EXTRACTED DATA:
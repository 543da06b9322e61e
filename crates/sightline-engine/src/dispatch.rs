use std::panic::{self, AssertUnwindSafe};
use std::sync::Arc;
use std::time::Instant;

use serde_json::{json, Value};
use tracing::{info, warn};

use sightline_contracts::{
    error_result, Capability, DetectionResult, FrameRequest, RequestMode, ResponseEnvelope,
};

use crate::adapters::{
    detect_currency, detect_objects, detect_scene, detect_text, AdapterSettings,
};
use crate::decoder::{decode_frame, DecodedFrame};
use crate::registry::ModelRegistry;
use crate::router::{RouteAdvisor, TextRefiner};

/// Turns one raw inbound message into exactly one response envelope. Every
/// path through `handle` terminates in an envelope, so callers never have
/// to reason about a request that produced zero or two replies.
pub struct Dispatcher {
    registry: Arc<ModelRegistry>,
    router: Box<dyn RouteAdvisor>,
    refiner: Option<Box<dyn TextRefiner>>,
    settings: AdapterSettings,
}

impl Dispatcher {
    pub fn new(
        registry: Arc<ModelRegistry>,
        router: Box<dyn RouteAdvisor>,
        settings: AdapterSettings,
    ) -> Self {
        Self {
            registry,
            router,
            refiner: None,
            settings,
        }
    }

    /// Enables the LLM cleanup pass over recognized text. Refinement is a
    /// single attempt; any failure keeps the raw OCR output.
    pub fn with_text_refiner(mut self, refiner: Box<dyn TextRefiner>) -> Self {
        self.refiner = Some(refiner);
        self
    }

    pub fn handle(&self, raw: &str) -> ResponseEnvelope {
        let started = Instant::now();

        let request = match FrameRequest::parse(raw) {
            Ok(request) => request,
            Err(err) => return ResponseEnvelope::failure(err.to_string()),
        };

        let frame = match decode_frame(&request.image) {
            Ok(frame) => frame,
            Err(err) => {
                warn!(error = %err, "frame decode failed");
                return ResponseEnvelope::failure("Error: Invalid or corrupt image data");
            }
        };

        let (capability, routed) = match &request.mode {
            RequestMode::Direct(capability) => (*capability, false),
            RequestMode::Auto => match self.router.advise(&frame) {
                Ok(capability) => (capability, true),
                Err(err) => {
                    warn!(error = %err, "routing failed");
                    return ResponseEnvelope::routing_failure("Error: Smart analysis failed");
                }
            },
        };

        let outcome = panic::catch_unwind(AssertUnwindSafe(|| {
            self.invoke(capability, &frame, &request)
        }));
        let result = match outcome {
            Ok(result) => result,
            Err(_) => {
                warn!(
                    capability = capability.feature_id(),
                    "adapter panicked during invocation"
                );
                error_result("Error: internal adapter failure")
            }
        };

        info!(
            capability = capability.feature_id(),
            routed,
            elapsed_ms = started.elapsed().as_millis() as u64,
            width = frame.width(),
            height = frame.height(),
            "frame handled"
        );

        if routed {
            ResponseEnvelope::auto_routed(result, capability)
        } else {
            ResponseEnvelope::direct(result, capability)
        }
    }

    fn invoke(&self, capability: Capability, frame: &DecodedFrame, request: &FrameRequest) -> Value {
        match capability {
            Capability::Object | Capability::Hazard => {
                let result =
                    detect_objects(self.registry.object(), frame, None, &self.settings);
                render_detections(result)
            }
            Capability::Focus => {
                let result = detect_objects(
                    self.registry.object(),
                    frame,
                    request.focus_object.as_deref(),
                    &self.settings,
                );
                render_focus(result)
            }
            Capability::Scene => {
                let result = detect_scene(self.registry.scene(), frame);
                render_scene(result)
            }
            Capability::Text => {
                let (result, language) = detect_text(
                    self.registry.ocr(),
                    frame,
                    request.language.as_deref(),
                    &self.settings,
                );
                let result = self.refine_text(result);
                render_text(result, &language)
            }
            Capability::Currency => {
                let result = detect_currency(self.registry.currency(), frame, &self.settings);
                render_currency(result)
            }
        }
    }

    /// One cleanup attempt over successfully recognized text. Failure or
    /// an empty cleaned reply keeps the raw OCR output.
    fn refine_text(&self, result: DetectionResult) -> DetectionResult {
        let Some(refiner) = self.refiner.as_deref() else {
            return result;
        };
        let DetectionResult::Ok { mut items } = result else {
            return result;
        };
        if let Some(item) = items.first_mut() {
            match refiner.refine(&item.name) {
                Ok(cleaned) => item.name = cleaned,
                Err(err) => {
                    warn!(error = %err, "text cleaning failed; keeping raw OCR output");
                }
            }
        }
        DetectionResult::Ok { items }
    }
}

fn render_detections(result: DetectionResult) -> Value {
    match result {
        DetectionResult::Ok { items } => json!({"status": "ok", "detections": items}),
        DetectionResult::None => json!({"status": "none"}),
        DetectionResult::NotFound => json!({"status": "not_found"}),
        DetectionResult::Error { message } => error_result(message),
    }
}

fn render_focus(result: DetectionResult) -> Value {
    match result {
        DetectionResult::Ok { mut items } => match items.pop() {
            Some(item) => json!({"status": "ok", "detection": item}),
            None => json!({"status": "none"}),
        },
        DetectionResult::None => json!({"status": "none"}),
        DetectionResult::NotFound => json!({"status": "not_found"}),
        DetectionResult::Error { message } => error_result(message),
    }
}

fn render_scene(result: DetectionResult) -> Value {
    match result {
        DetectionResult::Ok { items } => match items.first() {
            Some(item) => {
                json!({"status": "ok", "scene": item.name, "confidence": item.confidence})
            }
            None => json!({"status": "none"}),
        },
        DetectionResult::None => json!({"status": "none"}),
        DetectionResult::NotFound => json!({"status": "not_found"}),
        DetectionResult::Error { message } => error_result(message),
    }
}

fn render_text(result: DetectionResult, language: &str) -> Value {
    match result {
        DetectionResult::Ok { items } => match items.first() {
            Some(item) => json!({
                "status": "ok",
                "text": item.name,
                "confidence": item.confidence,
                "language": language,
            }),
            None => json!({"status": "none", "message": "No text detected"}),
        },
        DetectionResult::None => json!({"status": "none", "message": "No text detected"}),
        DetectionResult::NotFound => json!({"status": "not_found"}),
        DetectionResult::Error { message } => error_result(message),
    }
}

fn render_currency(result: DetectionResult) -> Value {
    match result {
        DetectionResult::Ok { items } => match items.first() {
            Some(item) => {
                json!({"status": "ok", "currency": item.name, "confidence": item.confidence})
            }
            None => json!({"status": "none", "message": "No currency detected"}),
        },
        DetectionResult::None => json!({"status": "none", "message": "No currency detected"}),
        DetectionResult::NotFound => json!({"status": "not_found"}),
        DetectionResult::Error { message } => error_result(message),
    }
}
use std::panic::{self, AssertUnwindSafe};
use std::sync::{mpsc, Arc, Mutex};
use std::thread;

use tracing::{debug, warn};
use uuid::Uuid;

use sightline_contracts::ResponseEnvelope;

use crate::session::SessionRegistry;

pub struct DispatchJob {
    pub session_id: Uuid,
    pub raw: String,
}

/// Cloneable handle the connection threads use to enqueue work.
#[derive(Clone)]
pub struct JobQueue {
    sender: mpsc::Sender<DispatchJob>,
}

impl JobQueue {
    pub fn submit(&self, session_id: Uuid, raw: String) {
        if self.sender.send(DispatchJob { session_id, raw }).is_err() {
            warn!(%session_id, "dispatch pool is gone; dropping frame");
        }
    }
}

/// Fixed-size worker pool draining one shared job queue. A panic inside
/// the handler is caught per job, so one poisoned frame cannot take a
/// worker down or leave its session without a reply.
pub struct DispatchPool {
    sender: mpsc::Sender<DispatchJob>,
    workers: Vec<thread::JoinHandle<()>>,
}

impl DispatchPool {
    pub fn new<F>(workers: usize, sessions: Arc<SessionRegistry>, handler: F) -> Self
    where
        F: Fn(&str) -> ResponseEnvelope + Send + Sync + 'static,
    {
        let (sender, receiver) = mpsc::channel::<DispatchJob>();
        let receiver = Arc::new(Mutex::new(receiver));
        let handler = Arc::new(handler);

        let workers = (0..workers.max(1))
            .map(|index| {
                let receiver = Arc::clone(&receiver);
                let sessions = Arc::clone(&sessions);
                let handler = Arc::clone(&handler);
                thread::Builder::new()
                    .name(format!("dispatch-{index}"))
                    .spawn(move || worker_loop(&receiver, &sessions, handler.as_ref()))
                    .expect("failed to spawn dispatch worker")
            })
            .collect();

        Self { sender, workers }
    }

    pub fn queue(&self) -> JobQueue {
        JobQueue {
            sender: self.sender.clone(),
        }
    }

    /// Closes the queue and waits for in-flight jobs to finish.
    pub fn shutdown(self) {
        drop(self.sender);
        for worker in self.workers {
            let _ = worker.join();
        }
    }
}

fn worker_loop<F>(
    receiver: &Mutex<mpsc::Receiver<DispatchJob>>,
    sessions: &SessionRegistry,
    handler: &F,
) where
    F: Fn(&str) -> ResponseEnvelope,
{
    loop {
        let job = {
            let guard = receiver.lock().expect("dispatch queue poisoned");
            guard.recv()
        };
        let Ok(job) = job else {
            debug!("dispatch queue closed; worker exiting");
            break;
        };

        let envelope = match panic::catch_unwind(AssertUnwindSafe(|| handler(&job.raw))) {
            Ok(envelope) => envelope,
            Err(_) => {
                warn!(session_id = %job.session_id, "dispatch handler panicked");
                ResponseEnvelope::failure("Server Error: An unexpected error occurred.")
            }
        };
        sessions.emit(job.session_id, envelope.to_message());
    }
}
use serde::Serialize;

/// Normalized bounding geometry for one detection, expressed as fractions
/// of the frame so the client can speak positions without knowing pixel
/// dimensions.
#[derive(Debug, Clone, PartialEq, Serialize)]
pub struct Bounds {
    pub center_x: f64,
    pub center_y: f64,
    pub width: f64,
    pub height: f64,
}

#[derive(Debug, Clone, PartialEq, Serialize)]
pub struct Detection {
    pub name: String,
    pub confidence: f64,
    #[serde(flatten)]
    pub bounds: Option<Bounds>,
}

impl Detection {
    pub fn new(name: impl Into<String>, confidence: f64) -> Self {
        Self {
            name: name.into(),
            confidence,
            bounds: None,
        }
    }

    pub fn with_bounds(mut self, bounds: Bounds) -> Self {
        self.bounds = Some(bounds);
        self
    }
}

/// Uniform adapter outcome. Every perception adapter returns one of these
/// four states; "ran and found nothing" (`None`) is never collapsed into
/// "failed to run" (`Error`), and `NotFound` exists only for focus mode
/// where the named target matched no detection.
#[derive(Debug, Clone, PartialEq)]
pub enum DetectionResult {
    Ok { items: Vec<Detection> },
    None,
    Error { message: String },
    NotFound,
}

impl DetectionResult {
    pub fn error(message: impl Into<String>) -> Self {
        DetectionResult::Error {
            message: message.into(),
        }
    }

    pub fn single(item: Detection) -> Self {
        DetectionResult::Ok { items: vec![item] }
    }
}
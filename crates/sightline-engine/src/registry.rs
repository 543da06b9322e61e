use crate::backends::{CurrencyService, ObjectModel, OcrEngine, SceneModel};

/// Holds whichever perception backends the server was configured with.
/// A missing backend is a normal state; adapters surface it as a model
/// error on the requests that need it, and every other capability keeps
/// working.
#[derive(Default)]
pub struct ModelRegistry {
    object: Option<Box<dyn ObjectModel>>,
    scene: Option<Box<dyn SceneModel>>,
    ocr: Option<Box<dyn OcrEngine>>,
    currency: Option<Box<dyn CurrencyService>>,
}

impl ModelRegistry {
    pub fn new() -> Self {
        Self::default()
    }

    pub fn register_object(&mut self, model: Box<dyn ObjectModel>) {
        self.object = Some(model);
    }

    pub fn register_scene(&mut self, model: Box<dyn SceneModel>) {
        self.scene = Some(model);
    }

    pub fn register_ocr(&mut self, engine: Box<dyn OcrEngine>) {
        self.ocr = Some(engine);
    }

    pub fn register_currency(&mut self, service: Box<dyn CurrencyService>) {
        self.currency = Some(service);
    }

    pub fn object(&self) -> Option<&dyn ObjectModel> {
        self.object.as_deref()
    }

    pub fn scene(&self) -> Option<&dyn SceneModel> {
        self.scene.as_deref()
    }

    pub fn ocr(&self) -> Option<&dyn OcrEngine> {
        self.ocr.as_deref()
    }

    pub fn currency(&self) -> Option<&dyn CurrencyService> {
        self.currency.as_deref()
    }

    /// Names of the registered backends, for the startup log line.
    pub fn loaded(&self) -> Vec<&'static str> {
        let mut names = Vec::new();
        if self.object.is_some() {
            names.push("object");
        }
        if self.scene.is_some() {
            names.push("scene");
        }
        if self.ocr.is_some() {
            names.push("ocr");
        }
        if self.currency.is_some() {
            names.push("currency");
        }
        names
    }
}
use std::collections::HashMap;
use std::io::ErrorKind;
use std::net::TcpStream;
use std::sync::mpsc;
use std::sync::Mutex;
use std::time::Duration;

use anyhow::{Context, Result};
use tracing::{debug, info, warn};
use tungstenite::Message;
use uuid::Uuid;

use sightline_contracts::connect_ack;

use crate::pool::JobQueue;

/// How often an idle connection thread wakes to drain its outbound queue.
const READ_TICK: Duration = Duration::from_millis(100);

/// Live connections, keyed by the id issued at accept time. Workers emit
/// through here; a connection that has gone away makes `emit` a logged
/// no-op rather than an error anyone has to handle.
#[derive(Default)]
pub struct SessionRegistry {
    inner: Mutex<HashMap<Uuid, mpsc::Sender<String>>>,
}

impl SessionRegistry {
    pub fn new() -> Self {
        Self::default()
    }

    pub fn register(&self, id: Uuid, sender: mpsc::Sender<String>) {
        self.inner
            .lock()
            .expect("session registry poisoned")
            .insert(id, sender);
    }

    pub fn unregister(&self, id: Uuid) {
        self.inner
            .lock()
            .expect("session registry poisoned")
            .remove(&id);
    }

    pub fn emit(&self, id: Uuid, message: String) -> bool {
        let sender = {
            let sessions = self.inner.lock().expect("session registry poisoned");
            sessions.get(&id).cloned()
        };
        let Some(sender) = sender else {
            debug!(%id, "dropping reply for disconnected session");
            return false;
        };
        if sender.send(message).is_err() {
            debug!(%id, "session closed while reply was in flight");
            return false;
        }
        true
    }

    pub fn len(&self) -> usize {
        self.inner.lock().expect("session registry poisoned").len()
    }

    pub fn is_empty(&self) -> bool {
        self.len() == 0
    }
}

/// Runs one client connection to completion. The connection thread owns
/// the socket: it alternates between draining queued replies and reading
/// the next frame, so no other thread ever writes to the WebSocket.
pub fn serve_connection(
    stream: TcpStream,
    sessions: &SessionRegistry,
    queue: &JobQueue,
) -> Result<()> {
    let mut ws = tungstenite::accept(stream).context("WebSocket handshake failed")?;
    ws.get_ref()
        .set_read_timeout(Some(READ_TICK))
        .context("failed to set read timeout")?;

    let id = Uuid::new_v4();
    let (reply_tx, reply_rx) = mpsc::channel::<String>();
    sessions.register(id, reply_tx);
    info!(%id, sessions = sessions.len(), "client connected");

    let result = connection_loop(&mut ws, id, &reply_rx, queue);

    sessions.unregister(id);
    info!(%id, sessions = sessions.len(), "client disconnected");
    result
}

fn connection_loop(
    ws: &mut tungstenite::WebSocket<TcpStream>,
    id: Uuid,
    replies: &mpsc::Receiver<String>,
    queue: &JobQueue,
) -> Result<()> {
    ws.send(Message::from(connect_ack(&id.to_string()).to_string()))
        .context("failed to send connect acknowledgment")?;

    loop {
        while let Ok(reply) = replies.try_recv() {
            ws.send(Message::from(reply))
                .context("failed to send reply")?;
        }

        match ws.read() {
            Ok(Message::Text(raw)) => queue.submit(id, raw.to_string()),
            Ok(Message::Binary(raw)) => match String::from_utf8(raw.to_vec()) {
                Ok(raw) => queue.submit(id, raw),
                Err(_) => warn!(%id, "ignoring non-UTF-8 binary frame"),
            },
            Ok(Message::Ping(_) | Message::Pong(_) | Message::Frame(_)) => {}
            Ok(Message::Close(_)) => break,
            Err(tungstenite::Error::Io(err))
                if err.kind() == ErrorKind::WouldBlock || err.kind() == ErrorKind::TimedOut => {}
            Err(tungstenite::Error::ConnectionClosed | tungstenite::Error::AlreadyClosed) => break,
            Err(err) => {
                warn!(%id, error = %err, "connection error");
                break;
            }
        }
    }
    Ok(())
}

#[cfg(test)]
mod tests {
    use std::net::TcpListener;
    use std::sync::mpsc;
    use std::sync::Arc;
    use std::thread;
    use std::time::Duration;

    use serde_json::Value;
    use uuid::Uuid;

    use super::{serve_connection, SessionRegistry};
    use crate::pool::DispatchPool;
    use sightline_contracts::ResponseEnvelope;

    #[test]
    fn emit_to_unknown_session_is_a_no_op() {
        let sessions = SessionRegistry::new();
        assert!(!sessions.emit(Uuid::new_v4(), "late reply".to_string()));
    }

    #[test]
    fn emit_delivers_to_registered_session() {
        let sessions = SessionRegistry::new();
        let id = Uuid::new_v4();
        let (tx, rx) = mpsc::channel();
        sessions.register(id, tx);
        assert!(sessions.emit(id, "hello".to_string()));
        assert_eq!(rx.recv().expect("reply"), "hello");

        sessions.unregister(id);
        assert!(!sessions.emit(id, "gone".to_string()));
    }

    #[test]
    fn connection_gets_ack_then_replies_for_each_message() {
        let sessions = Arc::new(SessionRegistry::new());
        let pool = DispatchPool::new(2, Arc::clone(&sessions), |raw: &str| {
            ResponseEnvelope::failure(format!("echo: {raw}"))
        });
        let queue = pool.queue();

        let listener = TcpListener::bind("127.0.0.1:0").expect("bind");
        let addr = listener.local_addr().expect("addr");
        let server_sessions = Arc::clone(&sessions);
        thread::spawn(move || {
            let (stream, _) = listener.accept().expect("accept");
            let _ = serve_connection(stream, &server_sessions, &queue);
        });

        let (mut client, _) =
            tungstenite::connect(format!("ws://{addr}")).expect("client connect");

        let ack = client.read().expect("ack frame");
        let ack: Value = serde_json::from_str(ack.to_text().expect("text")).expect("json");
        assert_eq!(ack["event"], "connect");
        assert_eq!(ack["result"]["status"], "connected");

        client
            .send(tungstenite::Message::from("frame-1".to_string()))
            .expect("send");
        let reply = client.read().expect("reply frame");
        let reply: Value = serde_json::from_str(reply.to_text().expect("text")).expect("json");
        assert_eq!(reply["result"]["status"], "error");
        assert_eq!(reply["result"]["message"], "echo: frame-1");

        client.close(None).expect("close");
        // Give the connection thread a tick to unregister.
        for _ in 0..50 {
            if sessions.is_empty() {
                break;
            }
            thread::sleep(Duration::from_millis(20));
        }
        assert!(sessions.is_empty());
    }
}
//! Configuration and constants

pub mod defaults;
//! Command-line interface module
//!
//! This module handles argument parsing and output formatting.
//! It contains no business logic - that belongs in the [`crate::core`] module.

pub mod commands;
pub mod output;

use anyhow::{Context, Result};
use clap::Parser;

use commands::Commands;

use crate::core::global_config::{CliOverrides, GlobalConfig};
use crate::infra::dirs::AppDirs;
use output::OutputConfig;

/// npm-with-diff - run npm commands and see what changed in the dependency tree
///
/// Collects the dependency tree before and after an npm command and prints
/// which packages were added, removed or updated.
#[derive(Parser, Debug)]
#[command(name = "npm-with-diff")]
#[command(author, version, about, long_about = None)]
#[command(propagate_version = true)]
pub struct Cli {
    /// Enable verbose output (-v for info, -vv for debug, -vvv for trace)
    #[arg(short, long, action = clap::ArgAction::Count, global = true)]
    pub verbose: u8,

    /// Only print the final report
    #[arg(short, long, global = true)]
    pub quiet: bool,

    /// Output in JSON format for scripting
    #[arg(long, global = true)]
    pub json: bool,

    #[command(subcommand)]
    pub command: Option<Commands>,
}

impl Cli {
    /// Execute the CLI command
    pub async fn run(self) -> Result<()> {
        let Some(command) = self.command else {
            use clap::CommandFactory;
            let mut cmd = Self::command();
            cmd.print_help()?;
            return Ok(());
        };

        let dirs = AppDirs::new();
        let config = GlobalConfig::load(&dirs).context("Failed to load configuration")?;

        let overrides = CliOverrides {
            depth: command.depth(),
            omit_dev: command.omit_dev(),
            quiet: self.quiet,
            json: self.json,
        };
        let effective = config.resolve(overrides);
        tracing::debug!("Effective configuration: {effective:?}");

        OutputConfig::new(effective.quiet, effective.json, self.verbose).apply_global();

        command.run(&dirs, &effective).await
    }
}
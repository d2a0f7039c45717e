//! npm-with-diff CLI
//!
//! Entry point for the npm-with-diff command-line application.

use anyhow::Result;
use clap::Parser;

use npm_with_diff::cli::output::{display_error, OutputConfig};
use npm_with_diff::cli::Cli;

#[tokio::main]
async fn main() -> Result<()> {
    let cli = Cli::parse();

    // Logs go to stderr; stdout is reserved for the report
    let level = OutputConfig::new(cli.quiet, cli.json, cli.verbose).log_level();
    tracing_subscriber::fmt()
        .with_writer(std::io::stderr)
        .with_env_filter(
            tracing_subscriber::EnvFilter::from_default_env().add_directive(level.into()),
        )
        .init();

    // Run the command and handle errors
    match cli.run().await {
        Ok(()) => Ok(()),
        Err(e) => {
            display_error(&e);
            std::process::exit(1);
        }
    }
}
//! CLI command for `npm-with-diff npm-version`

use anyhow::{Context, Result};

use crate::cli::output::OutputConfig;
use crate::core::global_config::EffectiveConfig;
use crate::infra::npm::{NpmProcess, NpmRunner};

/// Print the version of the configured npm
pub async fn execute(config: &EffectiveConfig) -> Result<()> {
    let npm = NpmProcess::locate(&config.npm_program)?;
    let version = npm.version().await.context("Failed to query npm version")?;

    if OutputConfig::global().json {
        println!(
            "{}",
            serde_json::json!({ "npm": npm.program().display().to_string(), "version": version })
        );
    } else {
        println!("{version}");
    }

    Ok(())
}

WHAT YOU HAVE TO DO: In the entries above, identify every line with the word "where". Copy those lines.

WORKED SOLUTION:
    where
) where
/// where the named target matched no detection.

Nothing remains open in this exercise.